In the data flow, you modify the donation dataset using transform columns, filter, add columns, and select column steps. You add the zip stats dataset to the data flow and transform a column to join the data from each dataset. After joining the datasets, you remove columns that you don't need using the select column step. You add the Aggregate step to define the functions used with the measure columns and add columns with expressions. Every data flow ends with the Save Dataset step. You run the data flow to create a dataset from the source data.
This is the first tutorial in the Prepare and Analyze Data in Oracle Analytics Cloud series. If you are just interested in learning how to create a dataset with a dataflow, you can end the series after the first tutorial. Read the tutorials in the order listed.
- Explore Data Flows
- Analyze Data
- Create Aggregated Datasets
What Do You Need?
- Access to Oracle Analytics Cloud or Oracle Analytics Desktop
- Download the following source files:
Create a Dataset
In this section, you create a dataset using the donation2024.xlsx
file.
- Sign in to Oracle Analytics.
- On the Home page, click Create, and then click Dataset.
- In Create Dataset, click Drop data file here or click to browse. In File Upload, select the
donation2024.xlsx
file, and then click Open. - In Create Dataset Table from donation2024.xlsx, click OK.
- Click Save . In Save Dataset As, enter
donations2024
in Name, and then click OK. - In the donations2024 dataset page, click Go back .
Add a Second Dataset
In this section, you create a dataset that provides demographics for the donations2024 dataset.
- On the Home page, click Create, and then click Dataset.
- In Create Dataset, click Drop data file here or click to browse. In File Upload, select the
zip_stats.xlsx
file, and then click Open. - In Create Dataset Table from zip_stats.xlsx, click OK.
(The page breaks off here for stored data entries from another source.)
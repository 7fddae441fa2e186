//!
//! # Custom Error Handling
//!
//! This module defines the custom error type `AppError` used throughout the
//! application. Each operation in the core either returns a success value or
//! fails with exactly one of these kinds; the boundary maps the kind to an
//! HTTP response via `actix_web::error::ResponseError`.
//!
//! The response mapping intentionally preserves two quirks of the reference
//! contract: a failed login is a 400 while a failed session check is a 401
//! with an empty-object body, and not-found responses carry no body so a
//! non-owner cannot distinguish "missing" from "owned by someone else".

use actix_web::{error::ResponseError, HttpResponse};
use serde_json::json;
use std::fmt;
use validator::ValidationErrors;

/// Represents all possible errors that can occur within the application.
#[derive(Debug)]
pub enum AppError {
    /// Malformed input: bad email format, short password, empty task text,
    /// duplicate email (HTTP 400).
    Validation(String),
    /// Credential verification failure at login: unknown email or password
    /// mismatch (HTTP 400).
    Authentication(String),
    /// Session check failure: missing, unsigned, revoked, or foreign token
    /// (HTTP 401, empty-object body).
    Unauthorized(String),
    /// Missing record, malformed id, or record owned by another user; the
    /// three sub-causes are indistinguishable to the caller (HTTP 404).
    NotFound,
    /// Backing-store or other unexpected failure (HTTP 500).
    Internal(String),
}

impl fmt::Display for AppError {
    fn fmt(&self, f: &mut fmt::Formatter) -> fmt::Result {
        match self {
            AppError::Validation(msg) => write!(f, "Validation Error: {}", msg),
            AppError::Authentication(msg) => write!(f, "Authentication Error: {}", msg),
            AppError::Unauthorized(msg) => write!(f, "Unauthorized: {}", msg),
            AppError::NotFound => write!(f, "Not Found"),
            AppError::Internal(msg) => write!(f, "Internal Server Error: {}", msg),
        }
    }
}

impl ResponseError for AppError {
    fn error_response(&self) -> HttpResponse {
        match self {
            AppError::Validation(msg) => HttpResponse::BadRequest().json(json!({
                "error": msg
            })),
            AppError::Authentication(msg) => HttpResponse::BadRequest().json(json!({
                "error": msg
            })),
            // The reference behavior for a rejected session is a bare `{}`.
            AppError::Unauthorized(_) => HttpResponse::Unauthorized().json(json!({})),
            AppError::NotFound => HttpResponse::NotFound().finish(),
            AppError::Internal(msg) => HttpResponse::InternalServerError().json(json!({
                "error": msg
            })),
        }
    }
}

/// Converts `validator::ValidationErrors` into `AppError::Validation`,
/// preserving the detailed field messages.
impl From<ValidationErrors> for AppError {
    fn from(error: ValidationErrors) -> AppError {
        AppError::Validation(error.to_string())
    }
}

/// Converts `jsonwebtoken::errors::Error` into `AppError::Unauthorized`.
///
/// Token decoding only happens while checking a session, so a signature or
/// shape failure always surfaces as a 401.
impl From<jsonwebtoken::errors::Error> for AppError {
    fn from(error: jsonwebtoken::errors::Error) -> AppError {
        AppError::Unauthorized(error.to_string())
    }
}

/// Converts `bcrypt::BcryptError` into `AppError::Internal`.
///
/// A hashing failure is an operational problem, not a caller mistake.
impl From<bcrypt::BcryptError> for AppError {
    fn from(error: bcrypt::BcryptError) -> AppError {
        AppError::Internal(error.to_string())
    }
}
use crate::{
    auth::{credentials, token, AuthSession, LoginRequest, SignupRequest, AUTH_HEADER},
    config::Config,
    error::AppError,
    models::PublicUser,
    store::Store,
};
use actix_web::{delete, get, post, web, HttpResponse, Responder};
use validator::Validate;

/// Create a new user account.
///
/// On success the response body is the public user and the `x-auth` header
/// carries a freshly issued session token, so signup doubles as a login.
#[post("/users")]
pub async fn signup(
    store: web::Data<Store>,
    config: web::Data<Config>,
    body: web::Json<SignupRequest>,
) -> Result<impl Responder, AppError> {
    body.validate()?;

    let user = credentials::signup(&store, &body.email, &body.password).await?;
    let session_token = token::issue_token(&store, &config, user.id).await?;

    Ok(HttpResponse::Ok()
        .insert_header((AUTH_HEADER, session_token))
        .json(PublicUser::from(&user)))
}

/// Verify credentials and issue a new session token.
///
/// Each login appends a token; earlier sessions stay valid. A credential
/// failure is a 400 here (the session routes use 401 — a deliberate
/// asymmetry kept from the reference contract).
#[post("/users/login")]
pub async fn login(
    store: web::Data<Store>,
    config: web::Data<Config>,
    body: web::Json<LoginRequest>,
) -> Result<impl Responder, AppError> {
    let user = credentials::verify_credentials(&store, &body.email, &body.password).await?;
    let session_token = token::issue_token(&store, &config, user.id).await?;

    Ok(HttpResponse::Ok()
        .insert_header((AUTH_HEADER, session_token))
        .json(PublicUser::from(&user)))
}

/// Return the caller's own user record.
#[get("")]
pub async fn me(session: AuthSession) -> Result<impl Responder, AppError> {
    Ok(HttpResponse::Ok().json(PublicUser::from(&session.user)))
}

/// Revoke the session token this request was authenticated with.
#[delete("/token")]
pub async fn logout(
    store: web::Data<Store>,
    session: AuthSession,
) -> Result<impl Responder, AppError> {
    token::revoke_token(&store, session.user.id, &session.token).await?;
    Ok(HttpResponse::Ok().finish())
}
- Click Save . In Save Dataset As, enter
zip stats
in Name, and then click OK. - Click Go back .
Create a Data Flow
In this section, you create a data flow and add steps to modify the data. You also create a filter to eliminate NULL values from the dataset.
- On the Home page, click Create, and then click Data Flow.
- In Add Dataset, select the donations2024 dataset, and then click Add.
The data flow opens with donations2024 as the first node.
- In the SCH_LATITUDE column, click Options , select Convert to Text, click Validate, and then click Apply.
- In the SCH_LONGITUDE column, click Options , select Convert to Text, click Validate, and then click Apply.
- Click Add a Step on the last transform column node. Select Filter .
- Click Data. In the Data panel, select DATE_COMPLETED and drag it to the filter area in the data flow.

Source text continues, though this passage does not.